**What this task involves:** Please print the data shown below without any alteration.
§ §
//! SMTP reply types.

/// SMTP reply from server.
///
/// One logical reply, possibly assembled from several continuation lines.
#[derive(Debug, Clone, PartialEq, Eq)]
pub struct Reply {
    /// Reply code (e.g., 250), taken from the final line.
    pub code: ReplyCode,
    /// Reply message lines, without code and separator.
    pub message: Vec<String>,
    /// Lines exactly as received, without the line terminator.
    pub raw: Vec<String>,
}

impl Reply {
    /// Creates a new reply.
    #[must_use]
    #[allow(clippy::missing_const_for_fn)] // Vec is not const-compatible
    pub fn new(code: ReplyCode, message: Vec<String>, raw: Vec<String>) -> Self {
        Self { code, message, raw }
    }

    /// Returns true if this is a success reply (2xx).
    #[must_use]
    pub const fn is_success(&self) -> bool {
        self.code.is_success()
    }

    /// Returns true if this is a transient error (4xx).
    #[must_use]
    pub const fn is_transient_error(&self) -> bool {
        self.code.is_transient()
    }

    /// Returns true if this is a permanent error (5xx).
    #[must_use]
    pub const fn is_permanent_error(&self) -> bool {
        self.code.is_permanent()
    }

    /// Returns the text of the final line.
    #[must_use]
    pub fn last_line(&self) -> &str {
        self.message.last().map_or("", String::as_str)
    }

    /// Returns the full message as a single string.
    #[must_use]
    pub fn message_text(&self) -> String {
        self.message.join("\n")
    }
}

/// One parsed reply line.
#[derive(Debug, Clone, PartialEq, Eq)]
pub struct ReplyLine {
    /// Reply code.
    pub code: ReplyCode,
    /// True when more lines of the same reply follow (`250-...`).
    pub continues: bool,
    /// Text after the separator.
    pub text: String,
}

/// SMTP reply code.
#[derive(Debug, Clone, Copy, PartialEq, Eq, PartialOrd, Ord, Hash)]
pub struct ReplyCode(u16);

impl ReplyCode {
    /// Creates a new reply code.
    #[must_use]
    pub const fn new(code: u16) -> Self {
        Self(code)
    }

    /// Returns the numeric code.
    #[must_use]
    pub const fn as_u16(self) -> u16 {
        self.0
    }

    /// Returns true if this is a success code (2xx).
    #[must_use]
    pub const fn is_success(self) -> bool {
        self.0 >= 200 && self.0 < 300
    }

    /// Returns true if this is a transient error (4xx).
    #[must_use]
    pub const fn is_transient(self) -> bool {
        self.0 >= 400 && self.0 < 500
    }

    /// Returns true if this is a permanent error (5xx).
    #[must_use]
    pub const fn is_permanent(self) -> bool {
        self.0 >= 500 && self.0 < 600
    }

    /// Returns true if this is an intermediate reply (3xx).
    #[must_use]
    pub const fn is_intermediate(self) -> bool {
        self.0 >= 300 && self.0 < 400
    }
}

impl std::fmt::Display for ReplyCode {
    fn fmt(&self, f: &mut std::fmt::Formatter<'_>) -> std::fmt::Result {
        write!(f, "{}", self.0)
    }
}

// Common reply codes
impl ReplyCode {
    /// 220 Service ready
    pub const SERVICE_READY: Self = Self(220);
    /// 221 Service closing transmission channel
    pub const CLOSING: Self = Self(221);
    /// 235 Authentication succeeded
    pub const AUTH_SUCCESS: Self = Self(235);
    /// 250 Requested mail action okay, completed
    pub const OK: Self = Self(250);
    /// 251 User not local; will forward
    pub const FORWARD: Self = Self(251);
    /// 334 Continue with authentication
    pub const AUTH_CONTINUE: Self = Self(334);
    /// 354 Start mail input
    pub const START_DATA: Self = Self(354);
    /// 421 Service not available, closing transmission channel
    pub const SERVICE_UNAVAILABLE: Self = Self(421);
    /// 450 Mailbox unavailable (busy)
    pub const MAILBOX_BUSY: Self = Self(450);
    /// 451 Local error in processing
    pub const LOCAL_ERROR: Self = Self(451);
    /// 452 Insufficient system storage
    pub const INSUFFICIENT_STORAGE: Self = Self(452);
    /// 500 Syntax error, command unrecognized
    pub const SYNTAX_ERROR: Self = Self(500);
    /// 501 Syntax error in parameters or arguments
    pub const PARAMETER_ERROR: Self = Self(501);
    /// 502 Command not implemented
    pub const NOT_IMPLEMENTED: Self = Self(502);
    /// 503 Bad sequence of commands
    pub const BAD_SEQUENCE: Self = Self(503);
    /// 504 Command parameter not implemented
    pub const PARAMETER_NOT_IMPLEMENTED: Self = Self(504);
    /// 535 Authentication credentials invalid
    pub const AUTH_FAILED: Self = Self(535);
    /// 550 Mailbox unavailable (not found, access denied)
    pub const MAILBOX_UNAVAILABLE: Self = Self(550);
    /// 554 Transaction failed
    pub const TRANSACTION_FAILED: Self = Self(554);
}

#[cfg(test)]
#[allow(clippy::unwrap_used, clippy::redundant_clone, clippy::manual_string_new, clippy::needless_collect, clippy::unreadable_literal, clippy::used_underscore_items, clippy::similar_names)]
mod tests {
    use super::*;

    mod reply_code_tests {
        use super::*;

        #[test]
        fn success_codes() {
            assert!(ReplyCode::OK.is_success());
            assert!(ReplyCode::SERVICE_READY.is_success());
            assert!(ReplyCode::CLOSING.is_success());
            assert!(ReplyCode::AUTH_SUCCESS.is_success());
            assert!(ReplyCode::FORWARD.is_success());
        }

        #[test]
        fn intermediate_codes() {
            assert!(ReplyCode::AUTH_CONTINUE.is_intermediate());
            assert!(ReplyCode::START_DATA.is_intermediate());
            assert!(!ReplyCode::OK.is_intermediate());
        }

        #[test]
        fn error_codes() {
            assert!(ReplyCode::MAILBOX_BUSY.is_transient());
            assert!(ReplyCode::SERVICE_UNAVAILABLE.is_transient());
            assert!(ReplyCode::MAILBOX_UNAVAILABLE.is_permanent());
            assert!(ReplyCode::AUTH_FAILED.is_permanent());
            assert!(!ReplyCode::OK.is_permanent());
        }

        #[test]
        fn display() {
            assert_eq!(format!("{}", ReplyCode::OK), "250");
            assert_eq!(ReplyCode::new(354).as_u16(), 354);
        }
    }

    mod reply_tests {
        use super::*;

        fn reply(code: ReplyCode, lines: &[&str]) -> Reply {
            let message: Vec<String> = lines.iter().map(ToString::to_string).collect();
            let raw = message.iter().map(|l| format!("{code} {l}")).collect();
            Reply::new(code, message, raw)
        }

        #[test]
        fn status() {
            assert!(reply(ReplyCode::OK, &["OK"]).is_success());
            assert!(reply(ReplyCode::MAILBOX_BUSY, &["Busy"]).is_transient_error());
            assert!(reply(ReplyCode::MAILBOX_UNAVAILABLE, &["Not found"]).is_permanent_error());
        }

        #[test]
        fn last_line() {
            let r = reply(ReplyCode::OK, &["mx.example.com", "PIPELINING", "AUTH PLAIN"]);
            assert_eq!(r.last_line(), "AUTH PLAIN");
            assert_eq!(reply(ReplyCode::OK, &[]).last_line(), "");
        }

        #[test]
        fn message_text_multiple_lines() {
            let r = reply(
                ReplyCode::SERVICE_READY,
                &["smtp.example.com ESMTP", "Ready to serve"],
            );
            assert_eq!(r.message_text(), "smtp.example.com ESMTP\nReady to serve");
        }
    }
}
§ §
**Response to the task:**
//! SMTP reply types.

/// SMTP reply from server.
///
/// One logical reply, possibly assembled from several continuation lines.
#[derive(Debug, Clone, PartialEq, Eq)]
pub struct Reply {
    /// Reply code (e.g., 250), taken from the final line.
    pub code: ReplyCode,
    /// Reply message lines, without code and separator.
    pub message: Vec<String>,
    /// Lines exactly as received, without the line terminator.
    pub raw: Vec<String>,
}

impl Reply {
    /// Creates a new reply.
    #[must_use]
    #[allow(clippy::missing_const_for_fn)] // Vec is not const-compatible
    pub fn new(code: ReplyCode, message: Vec<String>, raw: Vec<String>) -> Self {
        Self { code, message, raw }
    }

    /// Returns true if this is a success reply (2xx).
    #[must_use]
    pub const fn is_success(&self) -> bool {
        self.code.is_success()
    }

    /// Returns true if this is a transient error (4xx).
    #[must_use]
    pub const fn is_transient_error(&self) -> bool {
        self.code.is_transient()
    }

    /// Returns true if this is a permanent error (5xx).
    #[must_use]
    pub const fn is_permanent_error(&self) -> bool {
        self.code.is_permanent()
    }

    /// Returns the text of the final line.
    #[must_use]
    pub fn last_line(&self) -> &str {
        self.message.last().map_or("", String::as_str)
    }

    /// Returns the full message as a single string.
    #[must_use]
    pub fn message_text(&self) -> String {
        self.message.join("\n")
    }
}

/// One parsed reply line.
#[derive(Debug, Clone, PartialEq, Eq)]
pub struct ReplyLine {
    /// Reply code.
    pub code: ReplyCode,
    /// True when more lines of the same reply follow (`250-...`).
    pub continues: bool,
    /// Text after the separator.
    pub text: String,
}

/// SMTP reply code.
#[derive(Debug, Clone, Copy, PartialEq, Eq, PartialOrd, Ord, Hash)]
pub struct ReplyCode(u16);

impl ReplyCode {
    /// Creates a new reply code.
    #[must_use]
    pub const fn new(code: u16) -> Self {
        Self(code)
    }

    /// Returns the numeric code.
    #[must_use]
    pub const fn as_u16(self) -> u16 {
        self.0
    }

    /// Returns true if this is a success code (2xx).
    #[must_use]
    pub const fn is_success(self) -> bool {
        self.0 >= 200 && self.0 < 300
    }

    /// Returns true if this is a transient error (4xx).
    #[must_use]
    pub const fn is_transient(self) -> bool {
        self.0 >= 400 && self.0 < 500
    }

    /// Returns true if this is a permanent error (5xx).
    #[must_use]
    pub const fn is_permanent(self) -> bool {
        self.0 >= 500 && self.0 < 600
    }

    /// Returns true if this is an intermediate reply (3xx).
    #[must_use]
    pub const fn is_intermediate(self) -> bool {
        self.0 >= 300 && self.0 < 400
    }
}

impl std::fmt::Display for ReplyCode {
    fn fmt(&self, f: &mut std::fmt::Formatter<'_>) -> std::fmt::Result {
        write!(f, "{}", self.0)
    }
}

// Common reply codes
impl ReplyCode {
    /// 220 Service ready
    pub const SERVICE_READY: Self = Self(220);
    /// 221 Service closing transmission channel
    pub const CLOSING: Self = Self(221);
    /// 235 Authentication succeeded
    pub const AUTH_SUCCESS: Self = Self(235);
    /// 250 Requested mail action okay, completed
    pub const OK: Self = Self(250);
    /// 251 User not local; will forward
    pub const FORWARD: Self = Self(251);
    /// 334 Continue with authentication
    pub const AUTH_CONTINUE: Self = Self(334);
    /// 354 Start mail input
    pub const START_DATA: Self = Self(354);
    /// 421 Service not available, closing transmission channel
    pub const SERVICE_UNAVAILABLE: Self = Self(421);
    /// 450 Mailbox unavailable (busy)
    pub const MAILBOX_BUSY: Self = Self(450);
    /// 451 Local error in processing
    pub const LOCAL_ERROR: Self = Self(451);
    /// 452 Insufficient system storage
    pub const INSUFFICIENT_STORAGE: Self = Self(452);
    /// 500 Syntax error, command unrecognized
    pub const SYNTAX_ERROR: Self = Self(500);
    /// 501 Syntax error in parameters or arguments
    pub const PARAMETER_ERROR: Self = Self(501);
    /// 502 Command not implemented
    pub const NOT_IMPLEMENTED: Self = Self(502);
    /// 503 Bad sequence of commands
    pub const BAD_SEQUENCE: Self = Self(503);
    /// 504 Command parameter not implemented
    pub const PARAMETER_NOT_IMPLEMENTED: Self = Self(504);
    /// 535 Authentication credentials invalid
    pub const AUTH_FAILED: Self = Self(535);
    /// 550 Mailbox unavailable (not found, access denied)
    pub const MAILBOX_UNAVAILABLE: Self = Self(550);
    /// 554 Transaction failed
    pub const TRANSACTION_FAILED: Self = Self(554);
}

#[cfg(test)]
#[allow(clippy::unwrap_used, clippy::redundant_clone, clippy::manual_string_new, clippy::needless_collect, clippy::unreadable_literal, clippy::used_underscore_items, clippy::similar_names)]
mod tests {
    use super::*;

    mod reply_code_tests {
        use super::*;

        #[test]
        fn success_codes() {
            assert!(ReplyCode::OK.is_success());
            assert!(ReplyCode::SERVICE_READY.is_success());
            assert!(ReplyCode::CLOSING.is_success());
            assert!(ReplyCode::AUTH_SUCCESS.is_success());
            assert!(ReplyCode::FORWARD.is_success());
        }

        #[test]
        fn intermediate_codes() {
            assert!(ReplyCode::AUTH_CONTINUE.is_intermediate());
            assert!(ReplyCode::START_DATA.is_intermediate());
            assert!(!ReplyCode::OK.is_intermediate());
        }

        #[test]
        fn error_codes() {
            assert!(ReplyCode::MAILBOX_BUSY.is_transient());
            assert!(ReplyCode::SERVICE_UNAVAILABLE.is_transient());
            assert!(ReplyCode::MAILBOX_UNAVAILABLE.is_permanent());
            assert!(ReplyCode::AUTH_FAILED.is_permanent());
            assert!(!ReplyCode::OK.is_permanent());
        }

        #[test]
        fn display() {
            assert_eq!(format!("{}", ReplyCode::OK), "250");
            assert_eq!(ReplyCode::new(354).as_u16(), 354);
        }
    }

    mod reply_tests {
        use super::*;

        fn reply(code: ReplyCode, lines: &[&str]) -> Reply {
            let message: Vec<String> = lines.iter().map(ToString::to_string).collect();
            let raw = message.iter().map(|l| format!("{code} {l}")).collect();
            Reply::new(code, message, raw)
        }

        #[test]
        fn status() {
            assert!(reply(ReplyCode::OK, &["OK"]).is_success());
            assert!(reply(ReplyCode::MAILBOX_BUSY, &["Busy"]).is_transient_error());
            assert!(reply(ReplyCode::MAILBOX_UNAVAILABLE, &["Not found"]).is_permanent_error());
        }

        #[test]
        fn last_line() {
            let r = reply(ReplyCode::OK, &["mx.example.com", "PIPELINING", "AUTH PLAIN"]);
            assert_eq!(r.last_line(), "AUTH PLAIN");
            assert_eq!(reply(ReplyCode::OK, &[]).last_line(), "");
        }

        #[test]
        fn message_text_multiple_lines() {
            let r = reply(
                ReplyCode::SERVICE_READY,
                &["smtp.example.com ESMTP", "Ready to serve"],
            );
            assert_eq!(r.message_text(), "smtp.example.com ESMTP\nReady to serve");
        }
    }
}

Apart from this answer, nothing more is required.